Find and copy each line in the material below where the string "shared" occurs.
* * * * * * *
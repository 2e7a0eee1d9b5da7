//! Core type definitions for the renderer
//!
//! This module centralizes type aliases and the CSS value formatting
//! shared by every entity kind.

use serde::{Deserialize, Serialize};

/// CSS pixel quantity (JS number semantics)
pub type Pixels = f64;

/// Rotation in degrees
pub type Degrees = f64;

/// Stacking order applied through the `z-index` style
pub type ZIndex = i32;

/// Index of a frame within a horizontal sprite sheet
pub type FrameIndex = u32;

/// Axis-aligned placement of an entity, from the viewport's top-left
#[derive(Clone, Copy, Debug, Default, PartialEq, Serialize, Deserialize)]
pub struct Rect {
    pub x: Pixels,
    pub y: Pixels,
    pub width: Pixels,
    pub height: Pixels,
}

impl Rect {
    /// Create a new rectangle
    pub const fn new(x: Pixels, y: Pixels, width: Pixels, height: Pixels) -> Self {
        Self {
            x,
            y,
            width,
            height,
        }
    }
}

/// Format a pixel length the way layout expects it (`12px`, `0.5px`)
///
/// Negative zero is written as `0px`.
pub(crate) fn px(value: Pixels) -> String {
    let value = if value == 0.0 { 0.0 } else { value };
    format!("{}px", value)
}

/// Compose the transform; order is always scale then rotate
pub(crate) fn transform(scale: f64, angle: Degrees) -> String {
    format!("scale({}) rotate({}deg)", scale, angle)
}
//! Library configuration
//!
//! `BrickConfig` is plain serde data so the JS side can hand over an object
//! literal; every field has a default.

use serde::{Deserialize, Serialize};

use crate::types::ZIndex;

/// Stacking order used when none is given
pub const DEFAULT_Z_INDEX: ZIndex = 999;

/// Id attribute put on the root container
pub const DEFAULT_ROOT_ID: &str = "dom-renderer";

/// Background used for entities created without a graphic
pub const DEFAULT_GRAPHIC: &str = "#fff";

/// How the root container is sized
#[derive(Clone, Copy, Debug, Default, PartialEq, Eq, Hash, Serialize, Deserialize)]
#[serde(rename_all = "lowercase")]
pub enum RootSizing {
    /// Track the viewport reported by the backend
    #[default]
    Viewport,
    /// Literal 0 x 0, as older pages expect
    Zero,
}

/// Settings shared by every entity one facade creates
#[derive(Clone, Debug, PartialEq, Serialize, Deserialize)]
#[serde(default)]
pub struct BrickConfig {
    /// `z-index` applied to every entity
    pub z_index: ZIndex,
    /// Id attribute of the root container
    pub root_id: String,
    /// Root container sizing policy
    pub root_sizing: RootSizing,
    /// Background for entities created without a graphic
    pub default_graphic: String,
}

impl Default for BrickConfig {
    fn default() -> Self {
        Self {
            z_index: DEFAULT_Z_INDEX,
            root_id: DEFAULT_ROOT_ID.to_string(),
            root_sizing: RootSizing::default(),
            default_graphic: DEFAULT_GRAPHIC.to_string(),
        }
    }
}

impl BrickConfig {
    /// Default config with a specific stacking order
    pub fn with_z_index(mut self, z_index: ZIndex) -> Self {
        self.z_index = z_index;
        self
    }

    pub fn with_root_id(mut self, root_id: impl Into<String>) -> Self {
        self.root_id = root_id.into();
        self
    }

    pub fn with_root_sizing(mut self, sizing: RootSizing) -> Self {
        self.root_sizing = sizing;
        self
    }

    pub fn with_default_graphic(mut self, graphic: impl Into<String>) -> Self {
        self.default_graphic = graphic.into();
        self
    }
}
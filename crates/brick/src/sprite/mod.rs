//! Sprite-sheet entities
//!
//! A [`Sprite`] is an [`Entity`](crate::Entity) whose background is a sheet
//! of equally wide frames laid out side by side. Named [`Animation`]s list
//! which frames to show and how fast; the host drives playback by calling
//! [`Sprite::animate`] with the milliseconds elapsed since its last call.

mod animation;
#[allow(clippy::module_inception)]
mod sprite;

pub use animation::{frame_indices, Animation, Playback};
pub use sprite::Sprite;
* * * * * * *
Answer to this task —
//! shared by every entity kind.
/// Settings shared by every entity one facade creates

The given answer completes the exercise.